Yok efendim Kuzey Irak Bölgesel Kürt Devleti varmış,
Vay efendim, şimdi de Suriye-Rojava’da özerk Kürt devleti oluşuyormuş,
Aman efendim, Türkiye Kürtleri de yarın birgün özerk/federatif devlet olmak istermiş…
Geçin bunları, geçin!
40 yıldır bu laflarla beyinlerimizi uyuşturdunuz; yetmedi mi!
Suriye Kürtleri özerk olacaksa olur; neden dostane ilişki ve bağ oluşturmak yerine daha en baştan reddiyecilik yapıyorsunuz ki!
40 yıldır Türkiye Kürtleri, ülkeyi böldü bölecek dediniz; ne oldu? Birazcık ama birazcık aklıselim ve objektif bakarsanız; Türkiye Kürtlerinin isteğinin bölünmek/bölmek değil de devletinden memnun Anayasal vatandaşlık olduğunu çok iyi görürsünüz!
Suriye Kürtleri… Baba ve oğul Esad devrinde adamlara kimlik bile verilmedi. Vatandaş sayılmadı. Her türlü kötü muameleye maruz kaldılar. Bugün kalkıp özvarlıklarını gerçekleştirmeleri kadar normal ne olabilir ki!

Sonuç:
Kimse niyet okumaya kalkmasın!
Kimse kendini bu ülkenin yegane sahibi sanmasın!

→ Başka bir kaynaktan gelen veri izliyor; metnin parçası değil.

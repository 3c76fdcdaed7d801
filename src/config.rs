//! Configuration for sources, taxonomy, point extraction and simplification.
//!
//! The default configuration lives in `config/default.yaml` and is embedded in
//! the binary. A different file can be supplied with `--config`; it replaces
//! the defaults entirely. The configuration is treated as immutable data and
//! handed by reference to every component.

use crate::errors::{IngestError, Result};
use crate::models::Source;
use serde::{Deserialize, Serialize};
use std::collections::{HashMap, HashSet};
use tracing::{info, instrument};

const DEFAULT_CONFIG: &str = include_str!("../config/default.yaml");

/// Key of the sentinel category returned when no keyword matches.
pub const GENERAL_CATEGORY: &str = "general";

/// Root of the configuration document.
#[derive(Debug, Clone, Deserialize, Serialize)]
pub struct AppConfig {
    pub http: HttpConfig,
    pub pipeline: PipelineConfig,
    pub structured: StructuredConfig,
    /// Declaration order is the classifier's fallback order.
    pub taxonomy: Vec<CategoryConfig>,
    pub simplifier: SimplifierConfig,
    pub sources: Vec<SourceConfig>,
    /// Legal terms explained to readers; used by store searches.
    #[serde(default)]
    pub glossary: Vec<LegalTerm>,
}

/// Outbound request settings.
#[derive(Debug, Clone, Deserialize, Serialize)]
pub struct HttpConfig {
    pub user_agent: String,
    pub accept: String,
    pub accept_language: String,
    pub timeout_secs: u64,
}

#[derive(Debug, Clone, Deserialize, Serialize)]
pub struct PipelineConfig {
    /// Maximum number of characters kept in `rawContent`.
    pub max_content_length: usize,
    pub truncation_marker: String,
    /// Pause between two sources.
    pub source_delay_ms: u64,
    /// Lines shorter than this are ignored by the generic point strategy.
    pub min_line_length: usize,
    pub max_points: usize,
    /// Cap used when the structured strategy falls back to the generic one.
    pub fallback_max_points: usize,
}

/// Settings of the section-based point strategy used for the government site.
#[derive(Debug, Clone, Deserialize, Serialize)]
pub struct StructuredConfig {
    pub description_selector: String,
    pub fallback_selectors: Vec<String>,
    /// Lowercase prefixes that open a new section.
    pub section_markers: Vec<String>,
    pub min_section_length: usize,
    /// Checked in order; the first rule with a matching keyword wins.
    pub topic_rules: Vec<PointRule>,
    pub decision_verbs: Vec<String>,
    pub decision_fallback: String,
    pub discussed_fallback: String,
}

/// Keyword list mapped to a canned child-friendly statement.
#[derive(Debug, Clone, Deserialize, Serialize)]
pub struct PointRule {
    pub keywords: Vec<String>,
    pub point: String,
}

impl PointRule {
    /// `text` must already be lowercase.
    pub fn matches(&self, text: &str) -> bool {
        self.keywords.iter().any(|k| text.contains(k.as_str()))
    }
}

/// One taxonomy entry.
#[derive(Debug, Clone, Deserialize, Serialize)]
pub struct CategoryConfig {
    pub key: String,
    pub label: String,
    pub emoji: String,
    #[serde(default)]
    pub keywords: Vec<String>,
}

#[derive(Debug, Clone, Deserialize, Serialize)]
pub struct Replacement {
    pub from: String,
    pub to: String,
}

/// A legal term and its plain-language explanation.
#[derive(Debug, Clone, PartialEq, Eq, Deserialize, Serialize)]
pub struct LegalTerm {
    pub term: String,
    pub explanation: String,
}

#[derive(Debug, Clone, Deserialize, Serialize)]
pub struct SimplifierConfig {
    /// Applied in order, each on the output of the previous one.
    pub replacements: Vec<Replacement>,
    /// Closing sentence per category key.
    pub endings: HashMap<String, String>,
    pub default_ending: String,
}

/// How a source's listing page is turned into candidates.
#[derive(Debug, Clone, Deserialize, Serialize)]
#[serde(tag = "kind", rename_all = "snake_case")]
pub enum ListingConfig {
    /// Container elements identified by class whose id carries the item
    /// token; anchors are kept when their text contains `marker`.
    Meetings {
        container_selector: String,
        link_selector: String,
        id_prefix: String,
        marker: String,
    },
    /// First `max_items` elements matching `item_selector`.
    Generic {
        item_selector: String,
        title_selector: String,
        #[serde(default)]
        date_selector: Option<String>,
        #[serde(default = "default_max_items")]
        max_items: usize,
    },
}

fn default_max_items() -> usize {
    10
}

#[derive(Debug, Clone, Copy, PartialEq, Eq, Deserialize, Serialize)]
#[serde(rename_all = "snake_case")]
pub enum ExtractionStrategy {
    Structured,
    Generic,
}

/// Everything the pipeline knows about one site.
#[derive(Debug, Clone, Deserialize, Serialize)]
pub struct SourceConfig {
    pub key: Source,
    pub name: String,
    pub base_url: String,
    pub listing_url: String,
    pub listing: ListingConfig,
    /// Tried in order when extracting article text.
    pub content_selectors: Vec<String>,
    #[serde(default)]
    pub preferred_categories: Vec<String>,
    pub extraction: ExtractionStrategy,
    #[serde(default)]
    pub point_rules: Vec<PointRule>,
    pub default_points: Vec<String>,
}

impl AppConfig {
    /// Parse and validate the embedded default configuration.
    pub fn embedded() -> Result<Self> {
        Self::from_yaml(DEFAULT_CONFIG)
    }

    pub fn from_yaml(yaml: &str) -> Result<Self> {
        let config: AppConfig = serde_yaml::from_str(yaml)?;
        config.validate()?;
        Ok(config)
    }

    /// Load from `path`, or the embedded defaults when no path is given.
    #[instrument(level = "info")]
    pub async fn load(path: Option<&str>) -> Result<Self> {
        let config = match path {
            Some(p) => {
                let yaml = tokio::fs::read_to_string(p)
                    .await
                    .map_err(|e| IngestError::Config(format!("cannot read {p}: {e}")))?;
                Self::from_yaml(&yaml)?
            }
            None => Self::embedded()?,
        };
        info!(
            sources = config.sources.len(),
            categories = config.taxonomy.len(),
            "Loaded configuration"
        );
        Ok(config)
    }

    /// Reject configurations the pipeline cannot run with.
    pub fn validate(&self) -> Result<()> {
        if self.sources.is_empty() {
            return Err(IngestError::Config("no sources configured".into()));
        }
        if self.pipeline.max_content_length == 0 {
            return Err(IngestError::Config("max_content_length must be positive".into()));
        }
        if self.pipeline.max_points == 0 || self.pipeline.fallback_max_points == 0 {
            return Err(IngestError::Config("point caps must be positive".into()));
        }

        let mut categories = HashSet::new();
        for category in &self.taxonomy {
            if !categories.insert(category.key.as_str()) {
                return Err(IngestError::Config(format!(
                    "category '{}' declared twice",
                    category.key
                )));
            }
        }
        match self.category(GENERAL_CATEGORY) {
            None => {
                return Err(IngestError::Config(format!(
                    "taxonomy must declare a '{GENERAL_CATEGORY}' category"
                )));
            }
            Some(general) if !general.keywords.is_empty() => {
                return Err(IngestError::Config(format!(
                    "'{GENERAL_CATEGORY}' category must not have keywords"
                )));
            }
            Some(_) => {}
        }

        let mut seen = HashSet::new();
        for source in &self.sources {
            if !seen.insert(source.key) {
                return Err(IngestError::Config(format!(
                    "source '{}' declared twice",
                    source.key
                )));
            }
            if source.content_selectors.is_empty() {
                return Err(IngestError::Config(format!(
                    "source '{}' has no content selectors",
                    source.key
                )));
            }
            if source.default_points.is_empty() {
                return Err(IngestError::Config(format!(
                    "source '{}' has no default points",
                    source.key
                )));
            }
            if let Some(unknown) = source
                .preferred_categories
                .iter()
                .find(|k| !categories.contains(k.as_str()))
            {
                return Err(IngestError::Config(format!(
                    "source '{}' prefers unknown category '{unknown}'",
                    source.key
                )));
            }
            url::Url::parse(&source.base_url).map_err(|e| {
                IngestError::Config(format!("source '{}' base_url: {e}", source.key))
            })?;
        }
        if let Some(entry) = self
            .glossary
            .iter()
            .find(|t| t.term.trim().is_empty() || t.explanation.trim().is_empty())
        {
            return Err(IngestError::Config(format!(
                "glossary entry '{}' needs a term and an explanation",
                entry.term
            )));
        }
        Ok(())
    }

    pub fn category(&self, key: &str) -> Option<&CategoryConfig> {
        self.taxonomy.iter().find(|c| c.key == key)
    }

    pub fn source(&self, key: Source) -> Option<&SourceConfig> {
        self.sources.iter().find(|s| s.key == key)
    }
}

#[cfg(test)]
mod tests {
    use super::*;

    #[test]
    fn test_embedded_config_is_valid() {
        let config = AppConfig::embedded().unwrap();
        assert_eq!(config.sources.len(), 5);
        assert_eq!(config.sources[0].key, Source::Gov);
        assert_eq!(config.pipeline.max_content_length, 1000);
        assert_eq!(config.http.timeout_secs, 30);
        assert!(config.category(GENERAL_CATEGORY).unwrap().keywords.is_empty());
    }

    #[test]
    fn test_taxonomy_order_preserved() {
        let config = AppConfig::embedded().unwrap();
        let keys: Vec<&str> = config.taxonomy.iter().map(|c| c.key.as_str()).collect();
        assert_eq!(keys.first(), Some(&"infrastructure"));
        assert_eq!(keys.last(), Some(&GENERAL_CATEGORY));
    }

    #[test]
    fn test_listing_kinds_deserialize() {
        let config = AppConfig::embedded().unwrap();
        let gov = config.source(Source::Gov).unwrap();
        assert!(matches!(gov.listing, ListingConfig::Meetings { .. }));
        assert_eq!(gov.extraction, ExtractionStrategy::Structured);

        let mt = config.source(Source::Mt).unwrap();
        match &mt.listing {
            ListingConfig::Generic {
                date_selector,
                max_items,
                ..
            } => {
                assert!(date_selector.is_none());
                assert_eq!(*max_items, 10);
            }
            other => panic!("unexpected listing: {other:?}"),
        }
    }

    #[test]
    fn test_glossary_loaded_and_validated() {
        let mut config = AppConfig::embedded().unwrap();
        assert_eq!(config.glossary.len(), 8);
        assert_eq!(config.glossary[0].term, "hotărâre de guvern");

        config.glossary[1].explanation = " ".into();
        assert!(config.validate().unwrap_err().is_fatal());
    }

    #[test]
    fn test_missing_general_rejected() {
        let mut config = AppConfig::embedded().unwrap();
        config.taxonomy.retain(|c| c.key != GENERAL_CATEGORY);
        let err = config.validate().unwrap_err();
        assert!(err.is_fatal());
        assert!(err.to_string().contains("general"));
    }

    #[test]
    fn test_unknown_preferred_category_rejected() {
        let mut config = AppConfig::embedded().unwrap();
        config.sources[1].preferred_categories.push("sports".into());
        let err = config.validate().unwrap_err();
        assert!(err.to_string().contains("sports"));
    }

    #[test]
    fn test_duplicate_source_rejected() {
        let mut config = AppConfig::embedded().unwrap();
        let dup = config.sources[0].clone();
        config.sources.push(dup);
        assert!(config.validate().is_err());
    }

    #[test]
    fn test_unknown_source_key_is_yaml_error() {
        let yaml = DEFAULT_CONFIG.replace("key: mt", "key: bbc");
        let err = AppConfig::from_yaml(&yaml).unwrap_err();
        assert!(matches!(err, IngestError::Yaml(_)));
        assert!(err.is_fatal());
    }

    #[test]
    fn test_point_rule_matches_lowercase_text() {
        let rule = PointRule {
            keywords: vec!["vaccin".into(), "spital".into()],
            point: "p".into(),
        };
        assert!(rule.matches("campania de vaccinare"));
        assert!(!rule.matches("școala se deschide"));
    }

    #[tokio::test]
    async fn test_load_missing_file_is_config_error() {
        let err = AppConfig::load(Some("/nonexistent/gov_kids_news.yaml"))
            .await
            .unwrap_err();
        assert!(matches!(err, IngestError::Config(_)));
    }
}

Kime kendini asli unsur diğerlerini ikincil vatandaş görmeye çalışmasın!
Yeter artık…
Dünya değişiyor ve doğal olarak Türkiye de değişiyor/değişmek zorunda.
Hem laf zamanı gelince, ağzın dolu dolu “Anadolu’da 72 millet olarak bir ve beraber yaşıyoruz” diye söyleyeceksin ama iş pratiğe gelince; diğerlerini öteki olarak göreceksin!
Nereden baksan tutarsızlık, nereden baksan hamaset…
Her ne olursa olsun; artık bugün yeni bir gün/yeni bir dönem ve yeni bir anlayışın başladığı andır.
“Ama/Fakat/Lakin” demeden süreci destekliyorum, doğru buluyorum ve sonuna kadar gidilip başarıya ulaşılması için dua ediyorum!
Böylesi tarihi/büyük ve radikal bir süreci ancak Bahçeli ve Erdoğan gibi liderler yapabilirdi ve başlattılar.
Allah hepsinin/hepimizin yar ve yardımcısı olsun!


Bir sonraki Bir Portre yazımızda buluşmak ümidi ile Allah'a emanet olun sevgili okurlar.